##### Data to examine #####

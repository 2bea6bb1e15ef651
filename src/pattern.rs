use regex::Regex;

/// Literal substring or regular expression matched against a line of text
#[derive(Debug, Clone)]
pub enum Pattern {
    Literal(String),
    Regex(Regex),
}

impl Pattern {
    pub fn new(pattern: &str, is_regex: bool) -> Result<Self, regex::Error> {
        if is_regex {
            Ok(Pattern::Regex(Regex::new(pattern)?))
        } else {
            Ok(Pattern::Literal(pattern.to_string()))
        }
    }

    /// Substring containment for literals, search for regexes
    pub fn is_match(&self, text: &str) -> bool {
        match self {
            Pattern::Literal(s) => text.contains(s.as_str()),
            Pattern::Regex(re) => re.is_match(text),
        }
    }

    pub fn as_str(&self) -> &str {
        match self {
            Pattern::Literal(s) => s,
            Pattern::Regex(re) => re.as_str(),
        }
    }
}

#####

**Work required**
All records above must be returned exactly as they appear.

**Solution below**
repository 2bea6bb1e15ef651
filename src/pattern.rs
use regex::Regex;

/// Literal substring or regular expression matched against a line of text
#[derive(Debug, Clone)]
pub enum Pattern {
    Literal(String),
    Regex(Regex),
}

impl Pattern {
    pub fn new(pattern: &str, is_regex: bool) -> Result<Self, regex::Error> {
        if is_regex {
            Ok(Pattern::Regex(Regex::new(pattern)?))
        } else {
            Ok(Pattern::Literal(pattern.to_string()))
        }
    }

    /// Substring containment for literals, search for regexes
    pub fn is_match(&self, text: &str) -> bool {
        match self {
            Pattern::Literal(s) => text.contains(s.as_str()),
            Pattern::Regex(re) => re.is_match(text),
        }
    }

    pub fn as_str(&self) -> &str {
        match self {
            Pattern::Literal(s) => s,
            Pattern::Regex(re) => re.as_str(),
        }
    }
}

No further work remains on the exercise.